[Collected data entries]

━━━━━━━━━━━━━━━━

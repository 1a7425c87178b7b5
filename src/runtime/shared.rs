//! The shared heart of the runtime.
//!
//! `Shared` bundles the record store, the ready queue, the timer heap, and
//! the clock behind one `Arc`. Both drivers (the deterministic executor and
//! the threaded runtime's workers) funnel every fiber step through
//! [`Shared::dispatch`], so the cooperative contract holds identically under
//! one carrier or many:
//!
//! - a continuation is polled by at most one carrier at a time,
//! - interruption is observed only at dispatch boundaries (checkpoints),
//! - a freshly forked fiber is enqueued, never run inline, so it cannot
//!   start before its forker suspends, yields, or completes.
//!
//! Lock order: `state` before `queue`; the timer heap is never held across
//! a wake.

use crate::cx::scope::CloseScope;
use crate::cx::Cx;
use crate::error::Error;
use crate::record::InterruptDisposition;
use crate::runtime::handle::FiberHandle;
use crate::runtime::queue::ReadyQueue;
use crate::runtime::state::{CompletionEffects, RuntimeState};
use crate::runtime::stored::{CatchUnwind, StoredFiber};
use crate::runtime::timer::TimerHeap;
use crate::runtime::waker::fiber_waker;
use crate::types::{FiberId, ForkPolicy, InterruptCause, Outcome, ScopeId, Time};
use parking_lot::{Condvar, Mutex};
use std::future::Future;
use std::sync::atomic::{AtomicBool, Ordering};
use std::sync::Arc;
use std::task::{Context, Poll};
use std::time::Instant;
use tracing::{debug, trace};

/// Where the runtime clock comes from.
#[derive(Debug, Clone, Copy)]
pub(crate) enum ClockSource {
    /// Virtual time, advanced explicitly by the deterministic executor.
    Virtual,
    /// Monotonic time anchored at runtime start.
    Monotonic(Instant),
}

/// Which lane a deferred re-admission should use.
enum Lane {
    Ready,
    Interrupt,
}

/// Shared runtime internals.
pub(crate) struct Shared {
    /// The record store. Short critical sections only.
    pub(crate) state: Mutex<RuntimeState>,
    /// The two-lane ready queue.
    pub(crate) queue: Mutex<ReadyQueue>,
    /// Worker parking, paired with `queue`.
    pub(crate) idle: Condvar,
    /// Sleep deadlines.
    pub(crate) timers: Mutex<TimerHeap>,
    /// Timer-driver parking, paired with `timers`.
    pub(crate) timer_idle: Condvar,
    /// Clock source for `now`.
    pub(crate) clock: ClockSource,
    /// Set once shutdown completed; new forks are refused.
    pub(crate) shutdown: AtomicBool,
}

impl Shared {
    /// Creates the shared internals with a fresh state.
    pub(crate) fn new(clock: ClockSource) -> Arc<Self> {
        Arc::new(Self {
            state: Mutex::new(RuntimeState::new()),
            queue: Mutex::new(ReadyQueue::new()),
            idle: Condvar::new(),
            timers: Mutex::new(TimerHeap::new()),
            timer_idle: Condvar::new(),
            clock,
            shutdown: AtomicBool::new(false),
        })
    }

    /// Returns the current runtime time.
    pub(crate) fn now(&self) -> Time {
        match self.clock {
            ClockSource::Virtual => self.state.lock().now,
            ClockSource::Monotonic(start) => {
                Time::from_nanos(u64::try_from(start.elapsed().as_nanos()).unwrap_or(u64::MAX))
            }
        }
    }

    /// Returns the current time given an already-held state lock.
    pub(crate) fn now_with(&self, state: &RuntimeState) -> Time {
        match self.clock {
            ClockSource::Virtual => state.now,
            ClockSource::Monotonic(start) => {
                Time::from_nanos(u64::try_from(start.elapsed().as_nanos()).unwrap_or(u64::MAX))
            }
        }
    }

    /// Returns the global scope id.
    pub(crate) fn global_scope(&self) -> ScopeId {
        self.state.lock().global_scope()
    }

    /// Admits a fiber to the ready queue (interrupt lane if it is
    /// unwinding). At most one admission per suspension: duplicates are
    /// dropped by the queue's membership set.
    pub(crate) fn schedule(&self, fiber: FiberId) {
        let interrupting = {
            let state = self.state.lock();
            state
                .fiber(fiber)
                .is_some_and(|f| f.state.is_interrupting() || f.finalization_installed)
        };
        let mut queue = self.queue.lock();
        let admitted = if interrupting {
            queue.push_interrupt(fiber)
        } else {
            queue.push(fiber)
        };
        if admitted {
            self.idle.notify_one();
        }
    }

    /// Admits a fiber directly to the interrupt lane.
    pub(crate) fn schedule_interrupt(&self, fiber: FiberId) {
        let mut queue = self.queue.lock();
        if queue.push_interrupt(fiber) {
            self.idle.notify_one();
        }
    }

    /// Requests interruption of a fiber, waking it if it was suspended.
    pub(crate) fn interrupt_fiber(&self, fiber: FiberId, cause: InterruptCause) {
        let woken = {
            let mut state = self.state.lock();
            state.request_interrupt(fiber, cause) == Some(InterruptDisposition::Woken)
        };
        if woken {
            self.schedule_interrupt(fiber);
        }
    }

    /// Marks a fiber `Done` and applies the deferred effects: observers are
    /// woken and freshly interrupted children are re-admitted.
    ///
    /// Called from inside wrapper continuations, so the caller holds no
    /// runtime lock.
    pub(crate) fn finish_fiber(&self, fiber: FiberId, outcome: crate::types::FiberOutcome) {
        let effects = self.state.lock().fiber_completed(fiber, outcome);
        self.apply_effects(effects);
    }

    pub(crate) fn apply_effects(&self, effects: CompletionEffects) {
        for child in effects.interrupts {
            self.schedule_interrupt(child);
        }
        for waker in effects.observers {
            waker.wake();
        }
        for waker in effects.scope_wakers {
            waker.wake();
        }
    }

    /// Registers a sleep deadline.
    pub(crate) fn register_timer(&self, at: Time, waker: std::task::Waker) {
        let mut timers = self.timers.lock();
        timers.register(at, waker);
        self.timer_idle.notify_one();
    }

    /// Fires every timer due at `now`. Wakes outside the timer lock.
    pub(crate) fn fire_due_timers(&self, now: Time) -> usize {
        let due = self.timers.lock().pop_due(now);
        let count = due.len();
        for waker in due {
            waker.wake();
        }
        count
    }

    /// Runs one dispatch of `fiber`: checkpoint, poll, park or requeue.
    ///
    /// The continuation is taken out of the store for the duration of the
    /// poll, which is what makes "at most one carrier per fiber" hold; a
    /// concurrent wake that finds the continuation missing leaves a repoll
    /// marker instead.
    pub(crate) fn dispatch(self: &Arc<Self>, fiber: FiberId) {
        // Displaced user continuations are dropped only after the state lock
        // is released: their drop glue (abandoned closers, mask guards) may
        // take the lock again.
        let mut displaced: Option<StoredFiber> = None;
        let mut stored = {
            let mut state = self.state.lock();
            if let ClockSource::Monotonic(start) = self.clock {
                state.now =
                    Time::from_nanos(u64::try_from(start.elapsed().as_nanos()).unwrap_or(u64::MAX));
            }

            if state.fiber(fiber).is_none_or(|f| f.is_terminal()) {
                return;
            }

            // Possession of the continuation is the exclusion token: taking
            // it first means only one carrier can run the checkpoint below.
            let Some(taken) = state.take_continuation(fiber) else {
                // Another carrier is mid-poll on this fiber; let it requeue
                // when it parks.
                if let Some(record) = state.fiber_mut(fiber) {
                    record.repoll = true;
                }
                return;
            };

            // Checkpoint: a pending interrupt diverts this dispatch into the
            // finalization continuation. The user continuation is dropped
            // here; it never runs again.
            let acknowledged = state.fiber_mut(fiber).and_then(|record| {
                record
                    .acknowledge_interrupt()
                    .map(|cause| (cause, record.owned_scopes.clone()))
            });
            let taken = match acknowledged {
                Some((cause, owned)) => {
                    debug!(fiber = %fiber, %cause, "interrupt acknowledged");
                    displaced = Some(taken);
                    let continuation = finalize_interrupted(self.clone(), fiber, owned, cause);
                    StoredFiber::new(continuation, fiber)
                }
                None => taken,
            };

            if !state.fiber_mut(fiber).is_some_and(|f| f.begin_dispatch()) {
                drop(state);
                drop(taken);
                return;
            }
            taken
        };
        drop(displaced);

        let waker = fiber_waker(fiber, self.clone());
        let mut cx = Context::from_waker(&waker);
        match stored.poll(&mut cx) {
            Poll::Ready(()) => {
                // The wrapper continuation already ran the completion
                // bookkeeping from inside the poll; the continuation is
                // spent and simply dropped here.
                trace!(fiber = %fiber, "continuation finished");
            }
            Poll::Pending => {
                let requeue = {
                    let mut state = self.state.lock();
                    let Some(record) = state.fiber_mut(fiber) else {
                        return;
                    };
                    if record.is_terminal() {
                        return;
                    }
                    let repoll = std::mem::take(&mut record.repoll);
                    let reason = record.take_pending_reason();
                    if record.state.is_interrupting() {
                        // Finalization in progress: stays Interrupting.
                        state.store_continuation(fiber, stored);
                        repoll.then_some(Lane::Interrupt)
                    } else if record.wants_interrupt() {
                        // The interrupt arrived mid-poll; this suspension
                        // point is its checkpoint.
                        state.store_continuation(fiber, stored);
                        Some(Lane::Interrupt)
                    } else {
                        record.suspend(reason);
                        state.store_continuation(fiber, stored);
                        repoll.then_some(Lane::Ready)
                    }
                };
                match requeue {
                    Some(Lane::Interrupt) => self.schedule_interrupt(fiber),
                    Some(Lane::Ready) => self.schedule(fiber),
                    None => {}
                }
            }
        }
    }

    /// Forks a new fiber under `policy` and enqueues it.
    ///
    /// The new fiber is admitted to the back of the ready lane and will not
    /// execute before the forking fiber's current synchronous segment ends.
    pub(crate) fn fork_with<F, Fut, T>(
        self: &Arc<Self>,
        policy: ForkPolicy,
        forker: Option<FiberId>,
        ambient: Option<ScopeId>,
        f: F,
    ) -> Result<FiberHandle<T>, Error>
    where
        F: FnOnce(Cx) -> Fut + Send + 'static,
        Fut: Future<Output = Result<T, Error>> + Send + 'static,
        T: Send + 'static,
    {
        if self.shutdown.load(Ordering::SeqCst) {
            return Err(Error::Shutdown);
        }

        let slot = Arc::new(Mutex::new(None));
        let id = {
            let mut state = self.state.lock();
            let links = state.resolve_fork(policy, forker, ambient);
            let id = state.create_fiber(policy, links)?;

            let child_cx = Cx::new(id, links.scope.or(ambient), self.clone());
            let shared = self.clone();
            let result_slot = slot.clone();
            let wrapper = async move {
                let result = CatchUnwind::new(async move { f(child_cx).await }).await;
                let typed = match result {
                    Ok(r) => Outcome::from(r),
                    Err(payload) => Outcome::Failure(Error::panicked(payload)),
                };
                let erased = typed.erased();
                *result_slot.lock() = Some(typed);
                shared.finish_fiber(id, erased);
            };
            state.store_continuation(id, StoredFiber::new(wrapper, id));
            id
        };

        self.schedule(id);
        Ok(FiberHandle::new(id, slot, self.clone()))
    }
}

impl std::fmt::Debug for Shared {
    fn fmt(&self, f: &mut std::fmt::Formatter<'_>) -> std::fmt::Result {
        f.debug_struct("Shared")
            .field("clock", &self.clock)
            .field("shutdown", &self.shutdown.load(Ordering::SeqCst))
            .finish_non_exhaustive()
    }
}

/// The interruption finalization continuation.
///
/// Runs as the interrupted fiber itself: closes the fiber's owned scopes in
/// reverse creation order (running their finalizers, interrupting their
/// attached fibers) and only then marks the fiber `Done(Interrupted)`. An
/// `interrupt()` caller awaiting the outcome therefore returns only after
/// the target's own finalizers have fully run.
async fn finalize_interrupted(
    shared: Arc<Shared>,
    fiber: FiberId,
    owned: Vec<ScopeId>,
    cause: InterruptCause,
) {
    for scope in owned.into_iter().rev() {
        let _ = CloseScope::new(shared.clone(), scope).await;
    }
    shared.finish_fiber(fiber, Outcome::Interrupted(cause));
}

━━━━━━━━━━━━━━━━

*EXERCISE*
Go line by line through the data, copying each one that contains the word "enum".

*OUTPUT*
pub(crate) enum ClockSource {
enum Lane {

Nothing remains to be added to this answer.